Every year, the contest gets submissions from more than 1,100 students, Kraves said. Students can participate alone or in teams. The competition’s finalists were blind-selected to a group of 30, Kraves said.

Then, five teams of students made the final cut of submissions in the competition and presented their ideas to a room full of astronauts, educators, scientists and technologists at the International Space Station Research and Development Conference in Washington, D.C., on July 28.

Manning was with Onuoha at the conference and said it was amazing watching her in action.

“She knew her presentation inside and out, she asked the questions,” Manning said. “She has a passion for learning for the sake of learning. ... You don’t have students that generally do that. She has a passion for understanding and piecing things together and doing the deep-dive and it doesn’t matter how complex or how long it takes.”

From the beginning Onuoha’s experiment stood out for being straightforward, original and “elegant,” Kraves said. The question of telomere lengthening has been asked for a few years but there is more research to be done, he said.

Past winners of the competition have gone on to study space biology and have published peer reviews of their work.
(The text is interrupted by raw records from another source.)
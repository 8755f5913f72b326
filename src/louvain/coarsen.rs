use super::MISSING_COMMUNITY;
use crate::dataset::Dataset;
use crate::graph::{Edge, VertexId};

/// Replaces both endpoints of every edge by their community.
///
/// Endpoints without a mapping land in [`MISSING_COMMUNITY`]. Edges inside one community
/// become self-loops and parallel edges are kept, so the next pass's degrees and self-loop
/// counts merge the members.
pub fn coarsen(edges: &Dataset<Edge>, assignment: &Dataset<(VertexId, VertexId)>) -> Dataset<Edge> {
    let by_lo = edges.map(|edge| (edge.lo(), edge.hi()));
    let by_hi = by_lo
        .left_outer_join(assignment)
        .map(|(_, (hi, community))| (*hi, community.unwrap_or(MISSING_COMMUNITY)));
    by_lo.unpersist();

    let coarse = by_hi
        .left_outer_join(assignment)
        .map(|(_, (lo_community, community))| {
            Edge::new(*lo_community, community.unwrap_or(MISSING_COMMUNITY))
        });
    by_hi.unpersist();
    coarse
}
“What’s really important is to learn how science is done,” Kraves said. “It’s incredibly important to empower students to think and act like real scientists and we make the resources available to them to do that. The time is now for students to solve scientific challenges.”

As Onuoha begins her senior year, she has begun filling out college applications and looks forward to developing her experiment. She will also be the vice president for the Women in STEM club at her school and is excited to share what she has learned.

“I want to apply research,” Onuoha said. “I never want to research to just be by itself and not be helpful to the world.”